OSHA's Role in Promoting Occupational Safety and Health
When OSHA was established, proponents believed it would dramatically improve the safety and health of American workers. During the forty years of its existence, workplace fatalities and nonfatal injuries and illnesses have fallen but OSHA is not the major cause of this decline. Changes in the industrial mix of workers and improvements in safety technology have combined with expanded employer incentives unrelated to OSHA to decrease worker injuries and illnesses. The financial incentives for employers to expand expenditures on worker safety and health created by the labor market, states' workers' compensation insurance programs, and the legal system swamp the meager incentives created by OSHA.

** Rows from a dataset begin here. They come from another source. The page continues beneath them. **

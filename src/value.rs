//! Field values and the sentinel tokens that stand in for missing data.
//!
//! Every cell of a [`Table`](crate::Table) is a [`FieldValue`]. A value is either
//! concrete text supplied by a source, or one of two placeholders:
//!
//! - `x` ([`FieldValue::Unknown`]): nobody has supplied this field yet
//! - `?` ([`FieldValue::Ambiguous`]): some source mentioned the field but its value is
//!   contested or could not be parsed
//!
//! Callers can register extra placeholder tokens through [`Sentinels`]. All comparisons and
//! merges ask the sentinel set whether a value carries data, so a token such as `n/a` can be
//! treated as missing for one import without rewriting the stored text.
//!
//! # Example
//!
//! ```
//! use citnet::{FieldValue, Sentinels};
//!
//! let sentinels = Sentinels::new().with_unknown("n/a");
//!
//! assert_eq!(sentinels.classify("x"), FieldValue::Unknown);
//! assert_eq!(sentinels.classify("?"), FieldValue::Ambiguous);
//! assert_eq!(sentinels.classify("n/a"), FieldValue::Unknown);
//! assert_eq!(sentinels.classify("10.1/abc"), FieldValue::concrete("10.1/abc"));
//! ```

use compact_str::CompactString;
use serde::{Deserialize, Serialize};
use std::fmt;

/// Token written for a field with no data yet.
pub const UNKNOWN_TOKEN: &str = "x";
/// Token written for a field whose data is contested or unparsed.
pub const AMBIGUOUS_TOKEN: &str = "?";

/// A single cell value.
///
/// Two non-concrete values are never "equal data": they only mean that neither side knows
/// anything. Use [`Sentinels::agree`] to compare values the way the reconciliation engine does.
#[derive(Debug, Clone, Default, PartialEq, Eq, Hash, Serialize, Deserialize)]
#[serde(from = "String", into = "String")]
pub enum FieldValue {
    /// Text supplied by a source.
    Concrete(CompactString),
    /// No data yet (`x`).
    #[default]
    Unknown,
    /// Data exists but is contested or unparsed (`?`).
    Ambiguous,
}

impl FieldValue {
    /// Creates a concrete value without classifying it.
    ///
    /// Prefer [`Sentinels::classify`] for text coming from a parser.
    pub fn concrete(text: impl Into<CompactString>) -> Self {
        FieldValue::Concrete(text.into())
    }

    /// The text form of the value; placeholders render as their tokens.
    pub fn as_str(&self) -> &str {
        match self {
            FieldValue::Concrete(text) => text.as_str(),
            FieldValue::Unknown => UNKNOWN_TOKEN,
            FieldValue::Ambiguous => AMBIGUOUS_TOKEN,
        }
    }

    /// True for concrete text that is not one of the built-in tokens.
    pub fn is_concrete(&self) -> bool {
        is_concrete(self)
    }
}

impl fmt::Display for FieldValue {
    fn fmt(&self, f: &mut fmt::Formatter<'_>) -> fmt::Result {
        f.write_str(self.as_str())
    }
}

impl From<&str> for FieldValue {
    fn from(token: &str) -> Self {
        Sentinels::default().classify(token)
    }
}

impl From<String> for FieldValue {
    fn from(token: String) -> Self {
        FieldValue::from(token.as_str())
    }
}

impl From<FieldValue> for String {
    fn from(value: FieldValue) -> Self {
        value.as_str().to_string()
    }
}

/// The set of tokens treated as "no data" for one operation.
///
/// The default set holds `x` (unknown) and `?` (ambiguous). Extra tokens are added per call
/// site; they never remove the built-in ones.
#[derive(Debug, Clone, PartialEq, Eq, Serialize, Deserialize)]
pub struct Sentinels {
    unknown: Vec<CompactString>,
    ambiguous: Vec<CompactString>,
}

impl Default for Sentinels {
    fn default() -> Self {
        Self {
            unknown: vec![UNKNOWN_TOKEN.into()],
            ambiguous: vec![AMBIGUOUS_TOKEN.into()],
        }
    }
}

impl Sentinels {
    /// Creates the default sentinel set (`x` and `?`).
    #[must_use]
    pub fn new() -> Self {
        Self::default()
    }

    /// Adds a token that classifies as [`FieldValue::Unknown`].
    #[must_use]
    pub fn with_unknown(mut self, token: &str) -> Self {
        self.add_unknown(token);
        self
    }

    /// Adds a token that classifies as [`FieldValue::Ambiguous`].
    #[must_use]
    pub fn with_ambiguous(mut self, token: &str) -> Self {
        self.add_ambiguous(token);
        self
    }

    pub(crate) fn add_unknown(&mut self, token: &str) {
        let token = token.trim();
        if !token.is_empty() && !self.is_special_token(token) {
            self.unknown.push(token.into());
        }
    }

    pub(crate) fn add_ambiguous(&mut self, token: &str) {
        let token = token.trim();
        if !token.is_empty() && !self.is_special_token(token) {
            self.ambiguous.push(token.into());
        }
    }

    /// Classifies raw text. Blank text counts as unknown.
    pub fn classify(&self, token: &str) -> FieldValue {
        let token = token.trim();
        if token.is_empty() || self.unknown.iter().any(|t| t.as_str() == token) {
            FieldValue::Unknown
        } else if self.ambiguous.iter().any(|t| t.as_str() == token) {
            FieldValue::Ambiguous
        } else {
            FieldValue::Concrete(token.into())
        }
    }

    /// True if the text equals one of the registered tokens.
    pub fn is_special_token(&self, token: &str) -> bool {
        self.unknown
            .iter()
            .chain(self.ambiguous.iter())
            .any(|t| t.as_str() == token)
    }

    /// True if the value carries no data under this sentinel set.
    pub fn is_special(&self, value: &FieldValue) -> bool {
        match value {
            FieldValue::Concrete(text) => self.is_special_token(text.as_str()),
            FieldValue::Unknown | FieldValue::Ambiguous => true,
        }
    }

    /// Returns the text of a value that carries data under this sentinel set.
    pub fn concrete<'a>(&self, value: &'a FieldValue) -> Option<&'a str> {
        match value {
            FieldValue::Concrete(text) if !self.is_special_token(text.as_str()) => {
                Some(text.as_str())
            }
            _ => None,
        }
    }

    /// Two values agree unless both carry data and the texts differ.
    pub fn agree(&self, a: &FieldValue, b: &FieldValue) -> bool {
        match (self.concrete(a), self.concrete(b)) {
            (Some(a), Some(b)) => a == b,
            _ => true,
        }
    }
}

/// Classifies a raw token against a sentinel set.
pub fn classify(token: &str, sentinels: &Sentinels) -> FieldValue {
    sentinels.classify(token)
}

/// True if the value is concrete under the default sentinel set.
pub fn is_concrete(value: &FieldValue) -> bool {
    match value {
        FieldValue::Concrete(text) => {
            text.as_str() != UNKNOWN_TOKEN && text.as_str() != AMBIGUOUS_TOKEN
        }
        FieldValue::Unknown | FieldValue::Ambiguous => false,
    }
}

This survey examines OSHA in light of the other forces affecting workplace safety in the United States to generate a set of policy recommendations for how it can best use its limited resources to improve worker safety and health. No evidence exists that expanding the total number of inspections or the average amount of fines for noncompliance would improve its effectiveness significantly. OSHA can best complement the other pillars of the US safety policy system by providing information to workers about possible hazards, particularly health-related hazards, and by gearing inspections toward worksites where dangers are hard to monitor and firms employing less mobile and less knowledgeable workers. It should continue to offer consultation services to small- and medium-sized firms and encourage firms to establish management systems addressing worker safety and health issues.